L’intervention de M. Omar Karamé au sujet de l’eau polluée de Tripoli illustre bien cette situation. Le député de cette ville menaçait de passer à l’opposition en accusant le gouvernement d’indifférence. Il oubliait seulement que si l’eau de Tripoli n’est plus buvable, c’est bien parce que depuis des années, personne n’a fait le nécessaire alors, qu’actuellement, tout est mis en œuvre pour résoudre le problème le plus vite possible.
En ce qui concerne M. Karamé, on ne saurait penser qu’il s’agit de mauvaise foi, mais d’une impatience que favorise, justement, cette orchestration des doutes et de la méfiance organisée par les adversaires du gouvernement. Et si un allié de M. Hoss y a si facilement cédé, que faut-il attendre de personnages moins bien disposés?
C’est un signe.
Agressé comme il le fut dès sa formation, le gouvernement a cru pouvoir faire front en multipliant les explications; en exposant sans méfiance ses projets et ses intentions; en tablant sur la “transparence” dans un pays qui n’y est pas habitué, confiant dans la bonne foi de l’opinion. Il n’a pas pris garde à l’incapacité du citoyen ordinaire de se défendre contre la démagogie de ceux qui cherchent à exploiter des espoirs parfaitement légitimes.

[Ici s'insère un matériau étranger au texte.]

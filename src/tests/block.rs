use chia_puzzles::CHIALISP_DESERIALISATION;
use clvm_traits::ToClvm;
use clvm_tools_rs::classic::clvm_tools::binutils::disassemble;

use crate::block::{analyze_block, parse_block, parse_block_coins};
use crate::common::types::{
    AllocEncoder, Amount, CoinID, CoinString, Hash, Node, Program, PuzzleHash, Sha256tree,
};
use crate::runner::ClvmRunner;
use crate::decompile::nft::NftMetadata;
use crate::templates::{CAT_V2, NFT_STATE_LAYER, SINGLETON_TOP_LAYER_V1_1};
use crate::tests::{assemble_node, assemble_program, curry_nodes, fixture_registry, hash_atom, template_node};

/// `(q ((parent puzzle amount solution) ...))`
fn block_program(allocator: &mut AllocEncoder, spends: Vec<Node>) -> Program {
    let node = (1, (spends, ())).to_clvm(allocator).expect("should build");
    Program::from_nodeptr(allocator, node).expect("serialize")
}

#[test]
fn test_parse_block_without_refs_runs_on_nil_list() {
    let registry = fixture_registry();
    let runner = ClvmRunner::default();
    let result = parse_block(&runner, &registry, &assemble_program("1"), &[]).expect("should run");
    assert_eq!(result.bytes(), &[0xff, 0x80, 0x80]);
}

#[test]
fn test_parse_block_with_refs_uses_generator_template() {
    let registry = fixture_registry();
    let runner = ClvmRunner::default();
    let refs = vec![vec![0xde, 0xad], vec![0xbe, 0xef]];
    let result = parse_block(&runner, &registry, &assemble_program("5"), &refs).expect("should run");

    let mut allocator = AllocEncoder::new();
    let node = result.to_nodeptr(&mut allocator).expect("decode");
    assert_eq!(
        disassemble(allocator.allocator(), node, None),
        "(0xdead 0xbeef)"
    );

    // The block program also gets the deserializer to unpack its references.
    let deserializer =
        parse_block(&runner, &registry, &assemble_program("2"), &refs).expect("should run");
    assert_eq!(deserializer, Program::from_bytes(&CHIALISP_DESERIALISATION));
}

#[test]
fn test_parse_block_propagates_vm_failure() {
    let registry = fixture_registry();
    let runner = ClvmRunner::default();
    let failing = assemble_program("(x)");
    assert!(parse_block(&runner, &registry, &failing, &[]).is_err());
}

#[test]
fn test_parse_block_coins_in_order() {
    let registry = fixture_registry();
    let mut allocator = AllocEncoder::new();

    let cat_mod = template_node(&mut allocator, &registry, CAT_V2);
    let mod_hash = hash_atom(&mut allocator, 0x01);
    let tail = hash_atom(&mut allocator, 0x02);
    let inner = assemble_node(&mut allocator, "(q . ())");
    let cat_puzzle = curry_nodes(&mut allocator, cat_mod, &[mod_hash, tail, inner]);
    let plain_puzzle = assemble_node(&mut allocator, "(q . 1)");
    let solution = assemble_node(&mut allocator, "(())");

    let parent_a = Hash::from_bytes([0xaa; 32]);
    let parent_b = Hash::from_bytes([0xcc; 32]);
    let spends = vec![
        Node(
            (
                parent_a.clone(),
                (Node(cat_puzzle), (1000, (Node(solution), ()))),
            )
                .to_clvm(&mut allocator)
                .expect("spend"),
        ),
        Node(
            (
                parent_b.clone(),
                (Node(plain_puzzle), (0, (Node(solution), ()))),
            )
                .to_clvm(&mut allocator)
                .expect("spend"),
        ),
    ];
    let block = block_program(&mut allocator, spends);
    let runner = ClvmRunner::default();
    let block_result = parse_block(&runner, &registry, &block, &[]).expect("should run");
    let coins = parse_block_coins(&registry, &block_result).expect("should parse");

    assert_eq!(coins.len(), 2);

    let cat_hash: PuzzleHash = Node(cat_puzzle).sha256tree(&mut allocator);
    let cat_coin = CoinString::from_parts(&CoinID::new(parent_a.clone()), &cat_hash, &Amount::new(1000));
    assert_eq!(coins[0].parent, CoinID::new(parent_a).to_hex_0x());
    assert_eq!(coins[0].amount, "1000");
    assert_eq!(coins[0].coin_name, cat_coin.to_coin_id().to_hex_0x());
    assert_eq!(
        coins[0].puzzle,
        format!("0x{}", Node(cat_puzzle).to_hex(&mut allocator).expect("hex"))
    );
    assert_eq!(coins[0].solution, "0xff8080");
    assert_eq!(coins[0].mods, "cat_v2()");
    assert_eq!(
        coins[0].key_param,
        Some(format!("0xa0{}", hex::encode([0x02; 32])))
    );

    assert_eq!(coins[1].parent, CoinID::new(parent_b).to_hex_0x());
    assert_eq!(coins[1].amount, "0");
    assert_eq!(coins[1].mods, "");
    assert_eq!(coins[1].key_param, None);
    assert_eq!(coins[1].parsed_puzzle.raw(), Some("0xff0101"));
}

#[test]
fn test_coin_info_json_omits_missing_key_param() {
    let registry = fixture_registry();
    let mut allocator = AllocEncoder::new();
    let puzzle = assemble_node(&mut allocator, "(q . 1)");
    let spend = (Hash::from_bytes([0xaa; 32]), (Node(puzzle), (1, ((), ()))))
        .to_clvm(&mut allocator)
        .expect("spend");
    let block = block_program(&mut allocator, vec![Node(spend)]);

    let coins = analyze_block(&ClvmRunner::default(), &registry, &block.to_hex_0x(), &[])
        .expect("should analyze");
    let value = serde_json::to_value(&coins[0]).expect("json");
    assert!(value.get("key_param").is_none());
    assert!(value.get("nft_metadata").is_none());
    assert_eq!(value["parsed_puzzle"]["raw"], "0xff0101");
}

#[test]
fn test_malformed_spend_is_an_error() {
    let registry = fixture_registry();
    let mut allocator = AllocEncoder::new();
    let short_spend = (Hash::from_bytes([0xaa; 32]), (1, ()))
        .to_clvm(&mut allocator)
        .expect("spend");
    let block = block_program(&mut allocator, vec![Node(short_spend)]);
    let block_result = parse_block(&ClvmRunner::default(), &registry, &block, &[]).expect("run");
    assert!(parse_block_coins(&registry, &block_result).is_err());
}

#[test]
fn test_nft_singleton_coin_carries_metadata() {
    let registry = fixture_registry();
    let mut allocator = AllocEncoder::new();
    let singleton_mod = template_node(&mut allocator, &registry, SINGLETON_TOP_LAYER_V1_1);
    let state_mod = template_node(&mut allocator, &registry, NFT_STATE_LAYER);
    let metadata = assemble_node(&mut allocator, "((u \"https://example.com/nft.png\") (h . 0x0102))");
    let state_mod_hash = hash_atom(&mut allocator, 0x31);
    let updater = hash_atom(&mut allocator, 0x32);
    let inner = assemble_node(&mut allocator, "(q . ())");
    let state = curry_nodes(&mut allocator, state_mod, &[state_mod_hash, metadata, updater, inner]);
    let singleton_struct = hash_atom(&mut allocator, 0x33);
    let singleton = curry_nodes(&mut allocator, singleton_mod, &[singleton_struct, state]);
    let spend = (Hash::from_bytes([0xab; 32]), (Node(singleton), (1, ((), ()))))
        .to_clvm(&mut allocator)
        .expect("spend");
    let block = block_program(&mut allocator, vec![Node(spend)]);

    let coins = analyze_block(&ClvmRunner::default(), &registry, &block.to_hex_0x(), &[])
        .expect("should analyze");
    assert_eq!(coins[0].mods, "singleton_top_layer_v1_1(nft_state_layer())");
    assert_eq!(
        coins[0].nft_metadata,
        Some(NftMetadata {
            uri: "https://example.com/nft.png".to_string(),
            hash: "0102".to_string(),
        })
    );
    let value = serde_json::to_value(&coins[0]).expect("json");
    assert_eq!(value["nft_metadata"]["uri"], "https://example.com/nft.png");
}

La gestion de l’Etat pendant les dernières années a profité à tant de politiciens, de fonctionnaires et d’hommes d’affaires, que le gouvernement se trouve aujourd’hui face à un véritable mur d’intérêts spontanément coalisés pour l’empêcher d’ébranler la base de leur puissance.
Cette difficulté vient s’ajouter à la multiplicité et à l’immensité des tâches que suppose une politique de réformes dans tous les domaines et de stricte application des lois à tout le monde.
Pour une telle œuvre, le gouvernement, M. Hoss l’a dit plus d’une fois, a besoin de temps et de sérénité. On voit bien que ses adversaires ne veulent pas lui donner ce temps. Ils le harcèlent et le font harceler par tous ceux qui ont quelque chose à réclamer de l’Etat. Les groupements qui se hâtent maintenant de formuler des revendications ne sont pas toujours politiques et ne sont pas nécessairement impliqués dans les luttes pour le pouvoir. Mais les bonnes dispositions du gouvernement leur ont donné l’espoir d’être entendus. Il faut croire qu’ils ne l’étaient pas auparavant et qu’ils n’avaient aucun espoir de l’être.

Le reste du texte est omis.